New $300M plastic-to-fuel facility coming to Indiana
- GEP Fuel & Energy Indiana, a partnership between U.S. Energy Logistics and GEP Fuels, has announced plans for a new $300 million project in the town of Camden, IN. The operation will have the capacity to process more than 1 million tons of plastic per year, as reported by Lafayette Journal & Courier.
- Material will be brought in by rail and, as reported by Recycling Today, a large portion of it will be auto shredder residue. A $100 million recycling facility will sort out material with resale value. The remainder will be transported via a conveyor line to a $200 million refinery that will produce roughly 75% diesel and 25% high-grade gasoline.

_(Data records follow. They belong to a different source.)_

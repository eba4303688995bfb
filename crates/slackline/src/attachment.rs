//! Rich message attachments.
//!
//! Attachments are rendered below the message text in the order they were added.

use serde::{Deserialize, Serialize};

/// Green accent. Used when no color is given.
pub const COLOR_GOOD: &str = "good";
/// Yellow accent.
pub const COLOR_WARNING: &str = "warning";
/// Red accent.
pub const COLOR_DANGER: &str = "danger";

/// A single attachment block.
#[derive(Debug, Clone, PartialEq, Eq, Serialize, Deserialize)]
pub struct Attachment {
    /// Bold title line.
    pub title: String,
    /// Body text.
    #[serde(rename = "text")]
    pub body: String,
    /// Accent color: `good`, `warning`, `danger` or a hex code like `#439FE0`.
    pub color: String,
}

impl Attachment {
    /// Creates an attachment with the default [`COLOR_GOOD`] accent.
    #[must_use]
    pub fn new(title: impl Into<String>, body: impl Into<String>) -> Self {
        Self {
            title: title.into(),
            body: body.into(),
            color: COLOR_GOOD.to_string(),
        }
    }

    /// Sets the accent color. An empty color keeps the default.
    #[must_use]
    pub fn with_color(mut self, color: impl Into<String>) -> Self {
        let color = color.into();
        if !color.is_empty() {
            self.color = color;
        }
        self
    }
}

/// Ordered collection of attachments for one outgoing message.
///
/// # Example
///
/// ```
/// use slackline::{Attachments, COLOR_DANGER};
///
/// let attachments = Attachments::new()
///     .add_attachment("Build", "passed", None)
///     .add_attachment("Deploy", "failed", Some(COLOR_DANGER));
///
/// assert_eq!(attachments.len(), 2);
/// assert_eq!(attachments.attachments()[0].color, "good");
/// ```
#[derive(Debug, Clone, Default, PartialEq, Eq)]
pub struct Attachments {
    items: Vec<Attachment>,
}

impl Attachments {
    /// Creates an empty collection.
    #[must_use]
    pub const fn new() -> Self {
        Self { items: Vec::new() }
    }

    /// Appends an attachment and returns the collection for chaining.
    ///
    /// `color` falls back to [`COLOR_GOOD`] when `None` or empty.
    #[must_use]
    pub fn add_attachment(
        mut self,
        title: impl Into<String>,
        body: impl Into<String>,
        color: Option<&str>,
    ) -> Self {
        let attachment = Attachment::new(title, body);
        self.push(match color {
            Some(color) => attachment.with_color(color),
            None => attachment,
        });
        self
    }

    /// Appends an already-built attachment.
    pub fn push(&mut self, attachment: Attachment) {
        self.items.push(attachment);
    }

    /// Returns the attachments in insertion order.
    #[must_use]
    pub fn attachments(&self) -> &[Attachment] {
        &self.items
    }

    /// Returns an owned copy of the attachments.
    #[must_use]
    pub fn to_vec(&self) -> Vec<Attachment> {
        self.items.clone()
    }

    /// Number of attachments.
    #[must_use]
    pub fn len(&self) -> usize {
        self.items.len()
    }

    /// Returns true if no attachments were added.
    #[must_use]
    pub fn is_empty(&self) -> bool {
        self.items.is_empty()
    }

    /// Serializes the attachments as the JSON array sent in the `attachments` form field.
    ///
    /// # Errors
    ///
    /// Returns an error if serialization fails.
    pub fn to_json(&self) -> crate::Result<String> {
        Ok(serde_json::to_string(&self.items)?)
    }
}

impl FromIterator<Attachment> for Attachments {
    fn from_iter<I: IntoIterator<Item = Attachment>>(iter: I) -> Self {
        Self {
            items: iter.into_iter().collect(),
        }
    }
}

impl<'a> IntoIterator for &'a Attachments {
    type Item = &'a Attachment;
    type IntoIter = std::slice::Iter<'a, Attachment>;

    fn into_iter(self) -> Self::IntoIter {
        self.items.iter()
    }
}

#[cfg(test)]
#[allow(clippy::unwrap_used)]
mod tests {
    use super::*;
    use proptest::prelude::*;

    #[test]
    fn test_default_color() {
        let attachments = Attachments::new().add_attachment("title", "body", None);
        assert_eq!(attachments.attachments()[0].color, COLOR_GOOD);
    }

    #[test]
    fn test_empty_color_falls_back() {
        let attachments = Attachments::new().add_attachment("title", "body", Some(""));
        assert_eq!(attachments.attachments()[0].color, COLOR_GOOD);
    }

    #[test]
    fn test_explicit_color() {
        let attachments = Attachments::new().add_attachment("title", "body", Some("#439FE0"));
        assert_eq!(attachments.attachments()[0].color, "#439FE0");
    }

    #[test]
    fn test_empty_title_and_body_accepted() {
        let attachments = Attachments::new().add_attachment("", "", None);
        assert_eq!(attachments.len(), 1);
        assert_eq!(attachments.attachments()[0], Attachment::new("", ""));
    }

    #[test]
    fn test_to_vec_is_detached() {
        let attachments = Attachments::new().add_attachment("a", "1", None);
        let mut copy = attachments.to_vec();
        copy[0].title = "changed".into();
        copy.push(Attachment::new("b", "2"));

        assert_eq!(attachments.len(), 1);
        assert_eq!(attachments.attachments()[0].title, "a");
    }

    #[test]
    fn test_json_shape() {
        let json = Attachments::new()
            .add_attachment("Build", "passed", None)
            .add_attachment("Deploy", "failed", Some(COLOR_DANGER))
            .to_json()
            .unwrap();

        let value: serde_json::Value = serde_json::from_str(&json).unwrap();
        assert_eq!(
            value,
            serde_json::json!([
                {"title": "Build", "text": "passed", "color": "good"},
                {"title": "Deploy", "text": "failed", "color": "danger"},
            ])
        );
    }

    #[test]
    fn test_empty_serializes_to_empty_array() {
        assert_eq!(Attachments::new().to_json().unwrap(), "[]");
    }

    #[test]
    fn test_collect() {
        let attachments: Attachments = ["a", "b"]
            .into_iter()
            .map(|t| Attachment::new(t, "x"))
            .collect();
        let titles: Vec<_> = attachments.into_iter().map(|a| a.title.as_str()).collect();
        assert_eq!(titles, ["a", "b"]);
    }

    proptest! {
        #[test]
        fn prop_missing_color_is_good(title in ".*", body in ".*") {
            let attachments = Attachments::new().add_attachment(title.clone(), body.clone(), None);
            let added = &attachments.attachments()[0];
            prop_assert_eq!(&added.title, &title);
            prop_assert_eq!(&added.body, &body);
            prop_assert_eq!(added.color.as_str(), COLOR_GOOD);
        }

        #[test]
        fn prop_explicit_color_preserved(color in ".+") {
            let attachments = Attachments::new().add_attachment("t", "b", Some(color.as_str()));
            prop_assert_eq!(&attachments.attachments()[0].color, &color);
        }

        #[test]
        fn prop_insertion_order_kept(titles in proptest::collection::vec("[a-z]{0,8}", 0..16)) {
            let attachments = titles
                .iter()
                .fold(Attachments::new(), |acc, t| acc.add_attachment(t.as_str(), "body", None));
            let got: Vec<_> = attachments.attachments().iter().map(|a| a.title.clone()).collect();
            prop_assert_eq!(got, titles);
        }
    }
}
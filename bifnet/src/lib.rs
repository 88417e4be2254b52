pub mod bif;
pub mod factor;
pub mod index;
pub mod network;
pub mod variable;

pub use factor::Factor;
pub use index::{AttributionIndex, OrderedIndex, Scope};
pub use network::BayesNet;
pub use variable::Variable;

use thiserror::Error;

pub type VarId = usize;

/// Tolerance on the sum of a conditional distribution before a warning is emitted.
pub const NORM_TOLERANCE: f64 = 1e-6;

pub type Result<T> = std::result::Result<T, BifError>;

/// Optional line number prefix for error messages.
#[derive(Debug, Clone, Copy, PartialEq, Eq)]
pub struct Loc(pub Option<usize>);

impl std::fmt::Display for Loc {
    fn fmt(&self, f: &mut std::fmt::Formatter<'_>) -> std::fmt::Result {
        match self.0 {
            Some(line) => write!(f, "line {}: ", line),
            None => Ok(()),
        }
    }
}

#[derive(Error, Debug)]
pub enum BifError {
    /// Malformed line or token. `report` holds the rendered diagnostic for the line.
    #[error("line {line}: {msg}")]
    Parse {
        line: usize,
        msg: String,
        report: String,
    },
    #[error("{loc}unknown variable {name}.")]
    UnknownVariable { loc: Loc, name: String },
    #[error("{loc}variable {var} has no state named {state}.")]
    UnknownState {
        loc: Loc,
        var: String,
        state: String,
    },
    #[error("{loc}{msg}")]
    Schema { loc: Loc, msg: String },
    #[error("I/O error: {0}")]
    Io(#[from] std::io::Error),
}

impl BifError {
    pub(crate) fn schema(msg: impl Into<String>) -> Self {
        Self::Schema {
            loc: Loc(None),
            msg: msg.into(),
        }
    }

    /// Attach a line number, unless the error already carries one.
    pub fn at_line(mut self, line: usize) -> Self {
        match &mut self {
            Self::UnknownVariable { loc, .. }
            | Self::UnknownState { loc, .. }
            | Self::Schema { loc, .. } => {
                if loc.0.is_none() {
                    loc.0 = Some(line);
                }
            }
            Self::Parse { .. } | Self::Io(_) => {}
        }
        self
    }

    /// Line of the input the error refers to, if known.
    pub fn line(&self) -> Option<usize> {
        match self {
            Self::Parse { line, .. } => Some(*line),
            Self::UnknownVariable { loc, .. }
            | Self::UnknownState { loc, .. }
            | Self::Schema { loc, .. } => loc.0,
            Self::Io(_) => None,
        }
    }
}

#[derive(Clone, Debug)]
pub struct Config {
    /// Maximum deviation from 1 of the sum of a conditional distribution.
    /// Larger deviations are logged as warnings, parsing continues.
    /// If None, distributions are not checked.
    norm_tolerance: Option<f64>,
}

impl Config {
    pub fn with_tolerance(tolerance: f64) -> Self {
        Self {
            norm_tolerance: Some(tolerance),
        }
    }
    pub fn no_normalization_check() -> Self {
        Self {
            norm_tolerance: None,
        }
    }
    pub fn norm_tolerance(&self) -> Option<f64> {
        self.norm_tolerance
    }
}

impl Default for Config {
    fn default() -> Self {
        Self::with_tolerance(NORM_TOLERANCE)
    }
}
//! Parser of the BIF interchange format.
//!
//! The input is processed line by line: `line_parser` recognizes the statement on a line,
//! [`Builder`] drives the declarations and probability blocks and fills the [`BayesNet`].
mod builder;
mod line_parser;

pub use builder::Builder;

use crate::{BayesNet, BifError, Config, Result};

/// Parse a network from the text of a BIF file.
pub fn parse_str(src: &str, config: &Config) -> Result<BayesNet> {
    let mut builder = Builder::new(config);
    for line in src.lines() {
        builder.feed(line)?;
    }
    builder.finish()
}

impl std::str::FromStr for BayesNet {
    type Err = BifError;

    fn from_str(s: &str) -> Result<Self> {
        parse_str(s, &Config::default())
    }
}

- The Indiana Economic Development Corporation has granted up to $2 million in conditional tax credits that require the facility to hire local residents. Construction is expected to begin during the first quarter of 2017 and an estimated 245 jobs will be available once both facilities are complete.

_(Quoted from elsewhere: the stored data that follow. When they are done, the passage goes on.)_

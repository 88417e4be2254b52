use std::collections::HashMap;

use super::line_parser::{self, Body, Decl, LineError, VarType};
use crate::{
    AttributionIndex, BayesNet, BifError, Config, Factor, OrderedIndex, Result, Scope, VarId,
    Variable,
};

#[derive(Debug, Clone, Copy, PartialEq, Eq)]
enum Layout {
    // table, default and (states) values lines
    Marked,
    // rows of raw values
    Legacy,
}

/// Probability block being parsed.
#[derive(Debug)]
struct Family {
    child: VarId,
    card: usize,
    // line of the probability statement
    line: usize,
    // child then parents, in the order of the probability statement
    var_ord: Scope,
    // child then parents sorted by id, the storage order
    family: Scope,
    values: Vec<f64>,
    // for each parent assignment, whether its distribution has been given
    assigned: Vec<bool>,
    default: Option<Vec<f64>>,
    layout: Option<Layout>,
    // position of the next legacy row
    rows: OrderedIndex,
}

impl Family {
    fn n_parent_assignments(&self) -> usize {
        self.assigned.len()
    }
    fn set_layout(&mut self, layout: Layout) -> Result<()> {
        match self.layout {
            Some(l) if l != layout => Err(BifError::schema(
                "probability block mixes raw value rows with table or state entries.",
            )),
            _ => {
                self.layout = Some(layout);
                Ok(())
            }
        }
    }
    fn set(&mut self, index: usize, value: f64) {
        self.values[index] = value;
        let n = self.n_parent_assignments();
        self.assigned[index % n] = true;
    }
}

#[derive(Debug)]
enum State {
    Decl,
    // state list spanning several lines, text accumulated so far
    States { buf: String, line: usize },
    Family(Box<Family>),
}

/// Incremental BIF parser: lines are fed one at a time, the network is returned by
/// [`Builder::finish`].
#[derive(Debug)]
pub struct Builder<'c> {
    config: &'c Config,
    net: BayesNet,
    // name of the last `variable` statement, waiting for its type
    pending: Option<String>,
    state: State,
    line: usize,
}

fn parse_error(line: usize, e: LineError) -> BifError {
    BifError::Parse {
        line,
        msg: e.msg,
        report: e.report,
    }
}

impl<'c> Builder<'c> {
    pub fn new(config: &'c Config) -> Self {
        Self {
            config,
            net: BayesNet::default(),
            pending: None,
            state: State::Decl,
            line: 0,
        }
    }

    /// Process the next line of the input.
    pub fn feed(&mut self, line: &str) -> Result<()> {
        self.line += 1;
        let lineno = self.line;
        self.step(line).map_err(|e| e.at_line(lineno))
    }

    /// End of input, returns the network.
    pub fn finish(self) -> Result<BayesNet> {
        match self.state {
            State::Decl => Ok(self.net),
            State::States { line, .. } => Err(BifError::Parse {
                line,
                msg: "Unterminated state list.".to_owned(),
                report: String::new(),
            }),
            State::Family(fam) => Err(BifError::Parse {
                line: fam.line,
                msg: format!(
                    "Unterminated probability block of variable {}.",
                    self.net.vars[fam.child].name()
                ),
                report: String::new(),
            }),
        }
    }

    fn step(&mut self, line: &str) -> Result<()> {
        let state = std::mem::replace(&mut self.state, State::Decl);
        self.state = match state {
            State::Decl => {
                if line_parser::open_state_list(line) {
                    State::States {
                        buf: line.to_owned(),
                        line: self.line,
                    }
                } else {
                    self.decl(line, self.line)?
                }
            }
            State::States { mut buf, line: start } => {
                buf.push(' ');
                buf.push_str(line);
                if line.contains('}') {
                    self.decl(&buf, start).map_err(|e| e.at_line(start))?
                } else {
                    State::States { buf, line: start }
                }
            }
            State::Family(mut fam) => {
                if self.body(&mut fam, line)? {
                    self.close(*fam)?;
                    State::Decl
                } else {
                    State::Family(fam)
                }
            }
        };
        Ok(())
    }

    fn decl(&mut self, text: &str, line: usize) -> Result<State> {
        match line_parser::parse_decl(text).map_err(|e| parse_error(line, e))? {
            Decl::Empty => {}
            Decl::Ignored => {
                tracing::trace!(line, text, "Ignored line.");
            }
            Decl::Network(name) => {
                self.net.name = Some(name);
            }
            Decl::Variable(name, ty) => {
                self.pending = Some(name);
                if let Some(ty) = ty {
                    self.declare(ty, line)?;
                }
            }
            Decl::Type(ty) => {
                self.declare(ty, line)?;
            }
            Decl::Probability { child, parents } => {
                return Ok(State::Family(Box::new(self.open_family(
                    &child, &parents, line,
                )?)));
            }
        }
        Ok(State::Decl)
    }

    /// Add the pending variable, with the given type.
    fn declare(&mut self, ty: VarType, line: usize) -> Result<()> {
        let VarType { card, states } = ty;
        let name = self.pending.take().ok_or_else(|| BifError::Parse {
            line,
            msg: "Variable type without variable declaration.".to_owned(),
            report: String::new(),
        })?;
        if card == 0 {
            return Err(BifError::schema(format!(
                "variable {} has no state.",
                name
            )));
        }
        let mut var = Variable::new(self.net.len(), card, name, false);
        if let Some(states) = states {
            var.set_states(states)?;
        }
        tracing::debug!(id = var.id(), name = var.name(), card, "New variable.");
        self.net.add_var(var)?;
        Ok(())
    }

    fn open_family(&mut self, child: &str, parents: &[String], line: usize) -> Result<Family> {
        let child_id = self.net.get_varid(child)?;
        let parent_ids = parents
            .iter()
            .map(|p| self.net.get_varid(p))
            .collect::<Result<Vec<_>>>()?;
        for (i, p) in parent_ids.iter().enumerate() {
            if *p == child_id || parent_ids[..i].contains(p) {
                return Err(BifError::schema(format!(
                    "variable {} appears twice in the probability statement of {}.",
                    self.net.vars[*p].name(),
                    child
                )));
            }
        }
        if self.net.has_family(child_id) {
            return Err(BifError::schema(format!(
                "variable {} has two probability statements.",
                child
            )));
        }
        self.net.add_family(child_id, &parent_ids);
        let mut sorted_parents = parent_ids.clone();
        sorted_parents.sort_unstable();
        let var_ord = Scope::new(
            std::iter::once(child_id)
                .chain(parent_ids)
                .map(|id| &self.net.vars[id]),
        )?;
        let family = Scope::new(
            std::iter::once(child_id)
                .chain(sorted_parents)
                .map(|id| &self.net.vars[id]),
        )?;
        let card = self.net.vars[child_id].cardinality();
        tracing::debug!(child, ?parents, "New probability block.");
        Ok(Family {
            child: child_id,
            card,
            line,
            rows: OrderedIndex::new(&var_ord, &family)?,
            values: vec![0.0; family.size()],
            assigned: vec![false; family.size() / card],
            default: None,
            layout: None,
            var_ord,
            family,
        })
    }

    /// Process a line of a probability block, returns true at the end of the block.
    fn body(&mut self, fam: &mut Family, line: &str) -> Result<bool> {
        match line_parser::parse_body(line).map_err(|e| parse_error(self.line, e))? {
            Body::Empty | Body::Ignored => {}
            Body::Close => return Ok(true),
            Body::Table(values) => {
                fam.set_layout(Layout::Marked)?;
                if values.len() != fam.family.size() {
                    return Err(BifError::schema(format!(
                        "table of variable {} has {} values, expected {}.",
                        self.net.vars[fam.child].name(),
                        values.len(),
                        fam.family.size()
                    )));
                }
                let index = OrderedIndex::new(&fam.var_ord, &fam.family)?;
                for (i, v) in index.zip(values) {
                    fam.set(i, v);
                }
            }
            Body::Default(values) => {
                fam.set_layout(Layout::Marked)?;
                self.check_distribution_len(fam, values.len())?;
                fam.default = Some(values);
            }
            Body::Entry { states, values } => {
                fam.set_layout(Layout::Marked)?;
                if states.len() != fam.var_ord.len() - 1 {
                    return Err(BifError::schema(format!(
                        "{} parent states given, variable {} has {} parents.",
                        states.len(),
                        self.net.vars[fam.child].name(),
                        fam.var_ord.len() - 1
                    )));
                }
                self.check_distribution_len(fam, values.len())?;
                let mut assignment = fam.var_ord.vars()[1..]
                    .iter()
                    .zip(states.iter())
                    .map(|(p, s)| -> Result<(VarId, usize)> {
                        Ok((*p, self.net.vars[*p].state_id(s)?))
                    })
                    .collect::<Result<HashMap<_, _>>>()?;
                let index = AttributionIndex::new(&fam.family);
                let mut acc = 0.0;
                for (j, v) in values.into_iter().enumerate() {
                    assignment.insert(fam.child, j);
                    fam.set(index.index(&assignment)?, v);
                    acc += v;
                }
                tracing::trace!(?states, sum = acc, "Distribution entry.");
            }
            Body::Raw(tokens) => {
                fam.set_layout(Layout::Legacy)?;
                if tokens.len() < fam.card {
                    return Err(BifError::schema(format!(
                        "row has {} values, variable {} has {} states.",
                        tokens.len(),
                        self.net.vars[fam.child].name(),
                        fam.card
                    )));
                }
                for tok in &tokens[tokens.len() - fam.card..] {
                    let v = tok.parse::<f64>().map_err(|_| BifError::Parse {
                        line: self.line,
                        msg: format!("Invalid number '{}'.", tok),
                        report: String::new(),
                    })?;
                    let i = fam.rows.next().ok_or_else(|| {
                        BifError::schema(format!(
                            "too many rows for variable {}, expected {}.",
                            self.net.vars[fam.child].name(),
                            fam.n_parent_assignments()
                        ))
                    })?;
                    fam.set(i, v);
                }
            }
        }
        Ok(false)
    }

    fn check_distribution_len(&self, fam: &Family, len: usize) -> Result<()> {
        if len != fam.card {
            return Err(BifError::schema(format!(
                "distribution has {} values, variable {} has {} states.",
                len,
                self.net.vars[fam.child].name(),
                fam.card
            )));
        }
        Ok(())
    }

    fn close(&mut self, mut fam: Family) -> Result<()> {
        let name = self.net.vars[fam.child].name().to_owned();
        let n = fam.n_parent_assignments();
        if fam.layout == Some(Layout::Legacy) && fam.rows.len() != 0 {
            return Err(BifError::schema(format!(
                "variable {} has {} rows, expected {}.",
                name,
                n - fam.rows.len() / fam.card,
                n
            )));
        }
        if let Some(default) = fam.default.take() {
            for p in 0..n {
                if !fam.assigned[p] {
                    for (j, v) in default.iter().enumerate() {
                        fam.set(j * n + p, *v);
                    }
                }
            }
        }
        let factor = Factor::new(fam.family, fam.values)?;
        if let Some(tolerance) = self.config.norm_tolerance() {
            for (parent_states, sum) in factor.unnormalized(tolerance) {
                tracing::warn!(
                    variable = name.as_str(),
                    ?parent_states,
                    sum,
                    "Unnormalized distribution."
                );
            }
        }
        self.net.set_factor(fam.child, factor)
    }
}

Indiana, a state that is barely a fifth of the way toward its 50% diversion goal, has proven receptive to new plastic-to-fuel projects. RES Polyflow is also building a facility in the state — which it hopes to make a regional hub — that will process plastic into diesel and gasoline varieties and is expected to open in 2019. For the GEP facility, rail connection serviced by U.S. Rail Corp will also open up additional opportunities for the region.
The GEP project's regional proximity to auto manufacturers could end up being beneficial for recyclers as well. The Society of the Plastics Industry recently prioritized plastic recovery from the 15 million vehicles that are scrapped in the U.S. each a year through a new demonstration project.
Finding use for types of plastic that have minimal value on the commodity market is an ongoing focus for researchers and "zero waste" advocates alike who don't see traditional combustion facilities as the best option. While companies continue to see potential in plastic-to-oil technology, it has yet to take off in a big way. Research is also ongoing into other conversion technologies that could eventually be the basis of their own multi-million dollar projects.